Review: The 'Tales of the Frog Princess' series, by E. D. Baker
Technically, “fractured fairy tales” is a TV cartoon series by Jay Ward, originally part of Ward’s Rocky and His Friends from 1959 to 1961; but it has become a popular generic term for any modernized, satirical story in a traditional European fairy tale setting. This certainly fits Elizabeth D. Baker’s Tales of the Frog Princess novels. Although published for the 10- to 14-year-old age group, they are witty enough that adults will enjoy them, and they contain enough talking animals and humans transformed into animals to please the average ‘morph fan.
The narrator, Emeralda (Emma), is a tomboyish 14-year-old princess of the stereotypical fairytale Kingdom of Greater Greensward. The kingdom is supposed to be protected from conquest by a princess who becomes a kindly, guardian Green Witch in each generation. Unfortunately, a fairy’s curse has turned any princess who touches a flower after she turns sixteen into an ugly, nasty hag, which disqualifies the Green Witches. When Emma’s grandmother, Queen Olivene, fell under the curse, she turned her daughter Grassina’s fiancée Haywood into a frog (they think). Emma is despondently sure that she is too inept to ever become her generation’s Green Witch. Also, her mother, Queen Chartreuse, is trying to marry her off to handsome but unlikable Prince Jorge.

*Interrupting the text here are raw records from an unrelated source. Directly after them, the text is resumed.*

#[test]
fn the_parser_checks_its_input() {
    assert!(parse_js("const a = 1;", &Format::Bare).is_ok());
    assert!(parse_js("s0 = ;", &Format::Bare).is_err());
    assert!(parse_js("if (a) { b(]; }", &Format::Bare).is_err());
    assert!(parse_js("const a = 1;\nexport { a };", &Format::CommonJs).is_err());
    assert!(parse_js("const a = 1;\nexport { a };", &Format::Es).is_ok());
}

#[test]
fn every_format_parses() {
    let formats = vec![
        Format::Bare,
        Format::CommonJs,
        Format::Es,
        Format::Globals("Parser".to_string()),
    ];
    for format in formats {
        for trace in &[false, true] {
            let code = compile_safe(&Options::new().format(format.clone()).trace(*trace));
            if let Err(problem) = parse_js(&code, &format) {
                panic!("{:?} (trace {}): {}\n{}", format, trace, problem, code);
            }
        }
    }
}

#[test]
fn parses_greetings() {
    let driver = r#"JSON.stringify([Parser.parse("ab"), Parser.parse("HeLLo xy")])"#;
    let out = run_parser(greeting_grammar(), Options::new(), driver);
    assert_eq!(out, r#"[["a","b"],["HeLLo"," ",["x","y"]]]"#);
}

#[test]
fn no_tracer_no_tracing() {
    // left out, null and undefined all mean off, and nothing gets printed
    let driver = r#"JSON.stringify([
  Parser.parse("ab"),
  Parser.parse("hello ab", { tracer: null }),
  Parser.parse("cd", { tracer: undefined })
])"#;
    let out = run_parser(greeting_grammar(), Options::new().trace(true), driver);
    assert_eq!(out, r#"[["a","b"],["hello"," ",["a","b"]],["c","d"]]"#);
}

#[test]
fn default_tracer_writes_to_its_sink() {
    let driver = r#"(function() {
  const lines = [];
  Parser.parse("ab", { tracer: new Parser.DefaultTracer(function(line) { lines.push(line); }) });
  return lines.join("\n");
})()"#;
    let out = run_parser(greeting_grammar(), Options::new().trace(true), driver);
    // same lines the rust DefaultTracer writes for the same events
    let expected = vec![
        "1:1-1:1 rule.enter start",
        "1:1-1:1 rule.enter   greeting",
        "1:1-1:1 rule.fail    greeting",
        "1:1-1:1 rule.enter   name",
        "1:1-1:3 rule.match   name",
        "1:1-1:3 rule.match start",
    ];
    assert_eq!(out, expected.join("\n"));

    let driver = r#"(function() {
  try {
    new Parser.DefaultTracer();
    return "constructed";
  } catch (e) {
    return e.message;
  }
})()"#;
    let out = run_parser(greeting_grammar(), Options::new().trace(true), driver);
    assert_eq!(out, "peg$DefaultTracer needs a sink to write lines to.");
}

#[test]
fn custom_tracers_see_every_event() {
    let driver = r#"(function() {
  const events = [];
  Parser.parse("ab", { tracer: { trace: function(event) { events.push(event.type + " " + event.rule); } } });
  return events.join(",");
})()"#;
    let out = run_parser(greeting_grammar(), Options::new().trace(true), driver);
    assert_eq!(
        out,
        "rule.enter start,rule.enter greeting,rule.fail greeting,rule.enter name,rule.match name,rule.match start"
    );
}

// start = "a" "b" / "a" "c" / "a"
fn repeated_literal_grammar() -> Grammar {
    Grammar::new(vec![Rule::new(
        "start",
        Expression::Choice(vec![
            Expression::Sequence(vec![Expression::literal("a"), Expression::literal("b")]),
            Expression::Sequence(vec![Expression::literal("a"), Expression::literal("c")]),
            Expression::literal("a"),
        ]),
    )])
}
// One compilation's worth of diagnostics

use crate::error::{Diagnostic, GrammarError, Severity};
use rpegrt::Location;

/// Passes report what they find here instead of bailing out on the first
/// problem, so one run shows every error in a stage. The stage executor
/// stops after any stage that reported an error
#[derive(Debug, Default)]
pub struct Session {
    stage: String,
    diagnostics: Vec<Diagnostic>,
}

impl Session {
    pub fn new() -> Self {
        Self::default()
    }
    /// The stage currently running
    pub fn stage(&self) -> &str {
        &self.stage
    }
    pub(crate) fn enter_stage(&mut self, stage: &str) {
        self.stage = stage.to_string();
    }
    pub fn diagnostics(&self) -> &[Diagnostic] {
        &self.diagnostics
    }
    pub fn errors(&self) -> impl Iterator<Item = &Diagnostic> {
        self.diagnostics
            .iter()
            .filter(|diagnostic| diagnostic.severity == Severity::Error)
    }

    fn report(&mut self, severity: Severity, message: String, location: Option<Location>) {
        let diagnostic = Diagnostic {
            severity,
            stage: self.stage.clone(),
            message,
            location,
        };
        match severity {
            Severity::Error => debug!("{}", diagnostic),
            Severity::Warning => warn!("{}", diagnostic),
            Severity::Info => info!("{}", diagnostic),
        }
        self.diagnostics.push(diagnostic);
    }
    pub fn error(&mut self, message: impl Into<String>, location: Option<Location>) {
        self.report(Severity::Error, message.into(), location);
    }
    pub fn warning(&mut self, message: impl Into<String>, location: Option<Location>) {
        self.report(Severity::Warning, message.into(), location);
    }
    pub fn info(&mut self, message: impl Into<String>, location: Option<Location>) {
        self.report(Severity::Info, message.into(), location);
    }

    /// Err with every error reported in the current stage, if there are any
    pub fn check_errors(&self) -> Result<(), GrammarError> {
        let errors: Vec<Diagnostic> = self
            .errors()
            .filter(|diagnostic| diagnostic.stage == self.stage)
            .cloned()
            .collect();
        if errors.is_empty() {
            Ok(())
        } else {
            Err(GrammarError {
                stage: self.stage.clone(),
                diagnostics: errors,
            })
        }
    }
}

While hiding in a local swamp from her mother, Emma meets a talking frog who claims to be Prince Eadric of a neighboring kingdom under an enchantment. Unfortunately, instead of Eadric turning back into a prince when kissed, a glitch turns Emma into a frog, too. She has no intention of eating flies for the rest of her life, and she attempts to lead Eadric to Aunt Grassina, the current Green Witch, to be disenchanted before they are both squashed or eaten by frogs’ natural predators. Practically every animal they meet (including spiders) can talk, although the only animals with significant roles in The Frog Princess include Fang the friendly snake and his mate Clarisse, Eadric’s charger Bright Country, and Li’l Stinker the bat who becomes one of Emma’s best friends.
In Dragon’s Breath, Grassina has found Haywood (he is an otter), but he is not yet disenchanted and he feels more like a pet than a lover. Emma’s untrained magic turns her and Eadric back into frogs every time she sneezes, although the next sneeze turns them human again. Emma hopes that Grandmother Olivene, in the Old Witches’ Retirement Community, can be persuaded to turn Haywood human again. Much happens, including meeting lots of talking animals:
Something rustled in the rafters overhead, and I looked up. Li’l was hanging by her feet amid dangling bunches of herbs.
‘Li’l!’ I said. ‘It’s me, Emma!’
‘It’s about time,’ the little bat squeaked. ‘Where did you go? One minute you were making breakfast, the next you were gone – poof!’ (p. 28)
The cat sneered, then sat up to lick the base of his tail. I turned to leave and was halfway out the door when Herald spoke up. ‘Even if I knew, I wouldn’t tell you. You’ve never treated me the way I deserve to be treated. No self-respecting witch’s cat wants to be cuddled and called baby names!’ (p. 35)
The mouse looked over its shoulder as if expecting to see someone else standing behind it. When it realized that there was no one there, it turned back to stare up at me. ‘You’re talking to me? No big people ever talk to me!’ (p. 39)
Other talking animals in Dragon’s Breath range from a manta ray in the ocean, to Shelton the crab, to Octavius the octopus, to Shirley the horse, to a giant spider, to Ralf the dragon (and lots of other dragons at the Dragon Olympics).
In Once Upon a Curse, Emma travels into the past with Eadric and Li’l to break the family curse. This book is not very ‘morphic except for Li’l the bat, but there are more transformations of people into birds and bats. No Time for Magic features Li’l, Shelton, and Ralf once again, along with Gwynnie the horse, a butterfly, several cockatrices and various talking sea monsters as Emma finally prepares to marry Eadric but must rescue his brother Bradston from trolls first, while overcoming Eadric’s royal parents’s aversion to magic.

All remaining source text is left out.